- Opening Delimiter -

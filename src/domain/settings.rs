//! Typed application settings built from a [`ConfigPort`].
//!
//! Everything the commands need is read once into [`AppSettings`] and
//! passed down explicitly; nothing reads configuration lazily.

use std::path::PathBuf;

use crate::domain::error::EtlError;
use crate::domain::export::ExportOrder;
use crate::domain::import::DEFAULT_BATCH_SIZE;
use crate::ports::config_port::ConfigPort;

pub const DEFAULT_IMPORT_PATH: &str = "sp500_data.xlsx";
pub const DEFAULT_SPREADSHEET_PATH: &str = "sp500_data_export.xlsx";
pub const DEFAULT_DOCUMENT_PATH: &str = "sp500_data_export.typ";
pub const DEFAULT_SQLITE_PATH: &str = "indexetl.db";

#[derive(Debug, Clone, PartialEq, Eq)]
pub struct PostgresConfig {
    pub host: String,
    pub port: u16,
    pub user: String,
    pub password: String,
    pub dbname: String,
    pub sslmode: String,
}

impl Default for PostgresConfig {
    fn default() -> Self {
        Self {
            host: "localhost".into(),
            port: 5433,
            user: "admin".into(),
            password: String::new(),
            dbname: "mydatabase".into(),
            sslmode: "disable".into(),
        }
    }
}

impl PostgresConfig {
    /// libpq-style key/value connection string.
    pub fn connection_string(&self) -> String {
        let mut parts = vec![
            format!("host={}", self.host),
            format!("port={}", self.port),
            format!("user={}", self.user),
        ];
        if !self.password.is_empty() {
            parts.push(format!("password={}", quote_conninfo(&self.password)));
        }
        parts.push(format!("dbname={}", self.dbname));
        parts.push(format!("sslmode={}", self.sslmode));
        parts.join(" ")
    }
}

fn quote_conninfo(value: &str) -> String {
    if value.is_empty() || value.contains([' ', '\'', '\\']) {
        format!("'{}'", value.replace('\\', "\\\\").replace('\'', "\\'"))
    } else {
        value.to_string()
    }
}

/// Which relational backend holds the data.
#[derive(Debug, Clone, PartialEq, Eq)]
pub enum StoreConfig {
    Sqlite { path: PathBuf },
    Postgres(PostgresConfig),
}

#[derive(Debug, Clone, PartialEq, Eq)]
pub struct ImportSettings {
    pub path: PathBuf,
    pub sheet: Option<String>,
    pub skip_header: bool,
    pub batch_size: usize,
}

#[derive(Debug, Clone, PartialEq, Eq)]
pub struct ExportSettings {
    pub spreadsheet_path: PathBuf,
    pub document_path: PathBuf,
    pub order: ExportOrder,
    pub paper: String,
    pub typst_binary: Option<PathBuf>,
}

#[derive(Debug, Clone, PartialEq, Eq)]
pub struct AppSettings {
    pub store: StoreConfig,
    pub import: ImportSettings,
    pub export: ExportSettings,
}

impl AppSettings {
    pub fn from_config(config: &dyn ConfigPort) -> Result<Self, EtlError> {
        Ok(Self {
            store: store_config(config)?,
            import: import_settings(config)?,
            export: export_settings(config)?,
        })
    }
}

fn non_empty(config: &dyn ConfigPort, section: &str, key: &str) -> Option<String> {
    config
        .get_string(section, key)
        .map(|v| v.trim().to_string())
        .filter(|v| !v.is_empty())
}

fn invalid(section: &str, key: &str, reason: impl Into<String>) -> EtlError {
    EtlError::ConfigInvalid {
        section: section.to_string(),
        key: key.to_string(),
        reason: reason.into(),
    }
}

fn store_config(config: &dyn ConfigPort) -> Result<StoreConfig, EtlError> {
    let backend = non_empty(config, "database", "backend").unwrap_or_else(|| "sqlite".into());

    match backend.to_lowercase().as_str() {
        "sqlite" => {
            let path = non_empty(config, "database", "path")
                .unwrap_or_else(|| DEFAULT_SQLITE_PATH.to_string());
            Ok(StoreConfig::Sqlite {
                path: PathBuf::from(path),
            })
        }
        "postgres" | "postgresql" => {
            let defaults = PostgresConfig::default();
            let port = config.get_int("database", "port", i64::from(defaults.port));
            let port = u16::try_from(port)
                .ok()
                .filter(|p| *p > 0)
                .ok_or_else(|| invalid("database", "port", "port must be between 1 and 65535"))?;

            Ok(StoreConfig::Postgres(PostgresConfig {
                host: non_empty(config, "database", "host").unwrap_or(defaults.host),
                port,
                user: non_empty(config, "database", "user").unwrap_or(defaults.user),
                password: config
                    .get_string("database", "password")
                    .unwrap_or(defaults.password),
                dbname: non_empty(config, "database", "dbname").unwrap_or(defaults.dbname),
                sslmode: non_empty(config, "database", "sslmode").unwrap_or(defaults.sslmode),
            }))
        }
        other => Err(invalid(
            "database",
            "backend",
            format!("unknown backend '{other}' (expected sqlite or postgres)"),
        )),
    }
}

fn import_settings(config: &dyn ConfigPort) -> Result<ImportSettings, EtlError> {
    let batch_size = config.get_int("import", "batch_size", DEFAULT_BATCH_SIZE as i64);
    if batch_size <= 0 {
        return Err(invalid("import", "batch_size", "batch_size must be positive"));
    }

    Ok(ImportSettings {
        path: PathBuf::from(
            non_empty(config, "import", "path").unwrap_or_else(|| DEFAULT_IMPORT_PATH.into()),
        ),
        sheet: non_empty(config, "import", "sheet"),
        skip_header: config.get_bool("import", "skip_header", true),
        batch_size: batch_size as usize,
    })
}

fn export_settings(config: &dyn ConfigPort) -> Result<ExportSettings, EtlError> {
    let order = match non_empty(config, "export", "order") {
        Some(value) => value
            .parse::<ExportOrder>()
            .map_err(|reason| invalid("export", "order", reason))?,
        None => ExportOrder::default(),
    };

    Ok(ExportSettings {
        spreadsheet_path: PathBuf::from(
            non_empty(config, "export", "spreadsheet_path")
                .unwrap_or_else(|| DEFAULT_SPREADSHEET_PATH.into()),
        ),
        document_path: PathBuf::from(
            non_empty(config, "export", "document_path")
                .unwrap_or_else(|| DEFAULT_DOCUMENT_PATH.into()),
        ),
        order,
        paper: non_empty(config, "export", "paper").unwrap_or_else(|| "a4".into()),
        typst_binary: non_empty(config, "export", "typst_binary").map(PathBuf::from),
    })
}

- Closing Delimiter -

Transcribe all the data word for word, as it appears above.

filename src/domain/settings.rs
//! Typed application settings built from a [`ConfigPort`].
//!
//! Everything the commands need is read once into [`AppSettings`] and
//! passed down explicitly; nothing reads configuration lazily.

use std::path::PathBuf;

use crate::domain::error::EtlError;
use crate::domain::export::ExportOrder;
use crate::domain::import::DEFAULT_BATCH_SIZE;
use crate::ports::config_port::ConfigPort;

pub const DEFAULT_IMPORT_PATH: &str = "sp500_data.xlsx";
pub const DEFAULT_SPREADSHEET_PATH: &str = "sp500_data_export.xlsx";
pub const DEFAULT_DOCUMENT_PATH: &str = "sp500_data_export.typ";
pub const DEFAULT_SQLITE_PATH: &str = "indexetl.db";

#[derive(Debug, Clone, PartialEq, Eq)]
pub struct PostgresConfig {
    pub host: String,
    pub port: u16,
    pub user: String,
    pub password: String,
    pub dbname: String,
    pub sslmode: String,
}

impl Default for PostgresConfig {
    fn default() -> Self {
        Self {
            host: "localhost".into(),
            port: 5433,
            user: "admin".into(),
            password: String::new(),
            dbname: "mydatabase".into(),
            sslmode: "disable".into(),
        }
    }
}

impl PostgresConfig {
    /// libpq-style key/value connection string.
    pub fn connection_string(&self) -> String {
        let mut parts = vec![
            format!("host={}", self.host),
            format!("port={}", self.port),
            format!("user={}", self.user),
        ];
        if !self.password.is_empty() {
            parts.push(format!("password={}", quote_conninfo(&self.password)));
        }
        parts.push(format!("dbname={}", self.dbname));
        parts.push(format!("sslmode={}", self.sslmode));
        parts.join(" ")
    }
}

fn quote_conninfo(value: &str) -> String {
    if value.is_empty() || value.contains([' ', '\'', '\\']) {
        format!("'{}'", value.replace('\\', "\\\\").replace('\'', "\\'"))
    } else {
        value.to_string()
    }
}

/// Which relational backend holds the data.
#[derive(Debug, Clone, PartialEq, Eq)]
pub enum StoreConfig {
    Sqlite { path: PathBuf },
    Postgres(PostgresConfig),
}

#[derive(Debug, Clone, PartialEq, Eq)]
pub struct ImportSettings {
    pub path: PathBuf,
    pub sheet: Option<String>,
    pub skip_header: bool,
    pub batch_size: usize,
}

#[derive(Debug, Clone, PartialEq, Eq)]
pub struct ExportSettings {
    pub spreadsheet_path: PathBuf,
    pub document_path: PathBuf,
    pub order: ExportOrder,
    pub paper: String,
    pub typst_binary: Option<PathBuf>,
}

#[derive(Debug, Clone, PartialEq, Eq)]
pub struct AppSettings {
    pub store: StoreConfig,
    pub import: ImportSettings,
    pub export: ExportSettings,
}

impl AppSettings {
    pub fn from_config(config: &dyn ConfigPort) -> Result<Self, EtlError> {
        Ok(Self {
            store: store_config(config)?,
            import: import_settings(config)?,
            export: export_settings(config)?,
        })
    }
}

fn non_empty(config: &dyn ConfigPort, section: &str, key: &str) -> Option<String> {
    config
        .get_string(section, key)
        .map(|v| v.trim().to_string())
        .filter(|v| !v.is_empty())
}

fn invalid(section: &str, key: &str, reason: impl Into<String>) -> EtlError {
    EtlError::ConfigInvalid {
        section: section.to_string(),
        key: key.to_string(),
        reason: reason.into(),
    }
}

fn store_config(config: &dyn ConfigPort) -> Result<StoreConfig, EtlError> {
    let backend = non_empty(config, "database", "backend").unwrap_or_else(|| "sqlite".into());

    match backend.to_lowercase().as_str() {
        "sqlite" => {
            let path = non_empty(config, "database", "path")
                .unwrap_or_else(|| DEFAULT_SQLITE_PATH.to_string());
            Ok(StoreConfig::Sqlite {
                path: PathBuf::from(path),
            })
        }
        "postgres" | "postgresql" => {
            let defaults = PostgresConfig::default();
            let port = config.get_int("database", "port", i64::from(defaults.port));
            let port = u16::try_from(port)
                .ok()
                .filter(|p| *p > 0)
                .ok_or_else(|| invalid("database", "port", "port must be between 1 and 65535"))?;

            Ok(StoreConfig::Postgres(PostgresConfig {
                host: non_empty(config, "database", "host").unwrap_or(defaults.host),
                port,
                user: non_empty(config, "database", "user").unwrap_or(defaults.user),
                password: config
                    .get_string("database", "password")
                    .unwrap_or(defaults.password),
                dbname: non_empty(config, "database", "dbname").unwrap_or(defaults.dbname),
                sslmode: non_empty(config, "database", "sslmode").unwrap_or(defaults.sslmode),
            }))
        }
        other => Err(invalid(
            "database",
            "backend",
            format!("unknown backend '{other}' (expected sqlite or postgres)"),
        )),
    }
}

fn import_settings(config: &dyn ConfigPort) -> Result<ImportSettings, EtlError> {
    let batch_size = config.get_int("import", "batch_size", DEFAULT_BATCH_SIZE as i64);
    if batch_size <= 0 {
        return Err(invalid("import", "batch_size", "batch_size must be positive"));
    }

    Ok(ImportSettings {
        path: PathBuf::from(
            non_empty(config, "import", "path").unwrap_or_else(|| DEFAULT_IMPORT_PATH.into()),
        ),
        sheet: non_empty(config, "import", "sheet"),
        skip_header: config.get_bool("import", "skip_header", true),
        batch_size: batch_size as usize,
    })
}

fn export_settings(config: &dyn ConfigPort) -> Result<ExportSettings, EtlError> {
    let order = match non_empty(config, "export", "order") {
        Some(value) => value
            .parse::<ExportOrder>()
            .map_err(|reason| invalid("export", "order", reason))?,
        None => ExportOrder::default(),
    };

    Ok(ExportSettings {
        spreadsheet_path: PathBuf::from(
            non_empty(config, "export", "spreadsheet_path")
                .unwrap_or_else(|| DEFAULT_SPREADSHEET_PATH.into()),
        ),
        document_path: PathBuf::from(
            non_empty(config, "export", "document_path")
                .unwrap_or_else(|| DEFAULT_DOCUMENT_PATH.into()),
        ),
        order,
        paper: non_empty(config, "export", "paper").unwrap_or_else(|| "a4".into()),
        typst_binary: non_empty(config, "export", "typst_binary").map(PathBuf::from),
    })
}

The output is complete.